Yüksek Sadakat - Belki Üstümüzden Bir Kuş Geçer
11.Bölüm: ''Rüya''
Üç gün.
Hayatım için bana kaç gün biçilmişti bilmiyorum ama ben sadece üç günümü Melih için ayırmıştım. Üç gün hiçbir şeydi. İstediğim resmi çizebilmek, boyamak için bile bazen yetmezdi. Hani hiç bitmesin istediğimiz, bitecek diye doyasıya eğlenmekten korktuğumuz, hatta eğlenirken bile daima buruk yanınızı içinize gömdüğünüz anlar vardır ya hani... Evet, o anları yaşıyordum. Alışmıştım. Çok çabuk alışmış çok çabuk bu gerçeklerle yüzleşmiştim. Kalbimi ve ruhumu sakınmadan açıvermiştim ona çünkü ben daha önce hiç böyle olmamıştım.

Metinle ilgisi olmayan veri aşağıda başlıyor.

//! Tracker Adapter contract (§6): CRUD + hierarchy traversal over the
//! work-item tracker. This is an external collaborator per §1 — the
//! core only depends on this trait, never on a concrete tracker SDK,
//! mirroring how the teacher's `DslExecutorV2` trait
//! (`repl::orchestrator_v2`) lets `JobWorker` stay agnostic of the
//! concrete executor behind it.

use std::collections::HashMap;

use async_trait::async_trait;
use serde_json::Value;

use crate::error::TrackerError;
use crate::models::{ExistingChild, Root, RootType};

pub mod ado;

/// Loosely-typed field bag for create/update calls. The core never
/// constructs tracker-specific payloads (e.g. step-list XML); it hands
/// the adapter raw strings/lists and the adapter translates them.
pub type FieldMap = HashMap<String, Value>;

#[derive(Debug, Clone)]
pub struct FeatureNode {
    pub id: String,
    pub title: String,
    pub stories: Vec<ExistingChild>,
}

#[derive(Debug, Clone, Default)]
pub struct Hierarchy {
    pub features: Vec<FeatureNode>,
}

#[async_trait]
pub trait TrackerAdapter: Send + Sync {
    async fn get_root(&self, id: &str) -> Result<Root, TrackerError>;
    async fn get_children(&self, id: &str) -> Result<Vec<ExistingChild>, TrackerError>;
    async fn get_hierarchy(&self, root_id: &str) -> Result<Hierarchy, TrackerError>;
    async fn list_by_type(&self, root_type: RootType) -> Result<Vec<String>, TrackerError>;
    async fn create(
        &self,
        root_type: RootType,
        fields: FieldMap,
        parent: Option<&str>,
    ) -> Result<String, TrackerError>;
    async fn update(&self, id: &str, fields: FieldMap) -> Result<(), TrackerError>;
    async fn link_parent_child(&self, parent: &str, child: &str) -> Result<(), TrackerError>;
    /// `Ok(true)` exists, `Ok(false)` does not exist but tracker reachable,
    /// `Err` for a transient failure.
    async fn exists(&self, id: &str) -> Result<bool, TrackerError>;
}

/// Build the field map for a newly created or updated story, from a
/// `ProposedStory`. Step/XML formatting for test cases is left entirely
/// to the adapter (§4.H step 7); this only carries plain fields.
pub fn story_fields(story: &crate::models::ProposedStory) -> FieldMap {
    let mut fields = FieldMap::new();
    fields.insert("title".to_string(), Value::String(story.heading.clone()));
    fields.insert(
        "description".to_string(),
        Value::String(story.description.clone()),
    );
    fields.insert(
        "acceptance_criteria".to_string(),
        Value::Array(
            story
                .acceptance_criteria
                .iter()
                .cloned()
                .map(Value::String)
                .collect(),
        ),
    );
    if let Some(priority) = &story.priority {
        fields.insert("priority".to_string(), Value::String(priority.clone()));
    }
    if let Some(points) = story.story_points {
        fields.insert(
            "story_points".to_string(),
            serde_json::json!(points),
        );
    }
    fields
}

/// Field map used to archive an orphaned existing child when
/// `archive_orphans` is enabled (§9 open question).
pub fn archive_fields() -> FieldMap {
    let mut fields = FieldMap::new();
    fields.insert("state".to_string(), Value::String("Removed".to_string()));
    fields
}

pub fn test_case_fields(tc: &crate::models::TestCase) -> FieldMap {
    let mut fields = FieldMap::new();
    fields.insert("title".to_string(), Value::String(tc.title.clone()));
    fields.insert(
        "description".to_string(),
        Value::String(tc.description.clone()),
    );
    fields.insert(
        "test_type".to_string(),
        serde_json::json!(tc.test_type),
    );
    fields.insert("priority".to_string(), serde_json::json!(tc.priority));
    fields.insert(
        "preconditions".to_string(),
        Value::Array(tc.preconditions.iter().cloned().map(Value::String).collect()),
    );
    fields.insert(
        "test_steps".to_string(),
        Value::Array(tc.test_steps.iter().cloned().map(Value::String).collect()),
    );
    fields.insert(
        "expected_result".to_string(),
        Value::String(tc.expected_result.clone()),
    );
    fields
}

Önümdeki süt kovasına bakıp çömeldiğim yerde tepemde dikilen Melih'e baktım. Gözlerime güneşin girmesini engelliyordu ama gülümseyen gözleri bir güneşten daha sıcaktı. ''Öğrenmek istemiyor muydun?'' diye sordum sakince. ''Gel bak.''
Hafifçe eğildi ve meraklı bakışlarıyla beni takip etti. Karnım kasılırken derin bir nefes alıp Sütlaç'ın memelerini kavrayıp önce birini sonra diğerini sıktım. Sıkarken akan sütler, süt kovasına damlarken gülerek, ''Böyle böyle işte,'' dedim. ''Bir şey yok yani.''
''Daha önce hiç koyun memesine dokunmadım ki ben, Yasemin,'' dedi saf bir ses tonuyla. ''Biraz pratik yaparsam gelişir belki.''
''Gelişse ne işine yarayacak ki?'' diye sordum neşeli bir sesle süt sağmaya devam ederken. ''Çiftçi değilsin. Ben sadece sen merak ettin diye gösterdim.''
''Belki bir gün benim de bir koyunum olur,'' deyiverdi. Duraksadım. Ellerimdeki yavaşlık kalbime ters düştüğünde ekledi. Güldüğünü işittim ve kulağımın, yanağımın hemen yanında olup da içimi hoş eden ses tonuna kendimi bastırmaya çalıştım. ''Ben de adını şekerpare koyarım.''
Kaşlarımı çatarak yüzüne baktım. ''Şekerpare mi?''
''Hıhım,'' dedi dudağının kenarı kıvrılmış bir halde. ''En sevdiğim tatlı.''
Gözlerimi kısarak, ''Rol mü çalıyorsunuz acaba?'' diye soruverdim. Ne art niyetli bir ses tonum ne de imam vardı zaten o da hiç kötüye yormadı. ''Hayır,'' dedi gözlerimin içine içine. ''Senin bana kattığın güzelliklerden sadece bir tanesi işte.''
Kalbime bir kedi pati atmış gibi hissettim.
Gözlerimi gözlerinden ayırıp işime geri döndüğümde delicesine gülümseyen çehremi ondan biraz sakındım. Melih derin bir nefes alıp bana biraz daha sokulduğunda ellerini ellerimin olduğu yere uzatıp, ''Deneyebilir miyim?'' diye sordu.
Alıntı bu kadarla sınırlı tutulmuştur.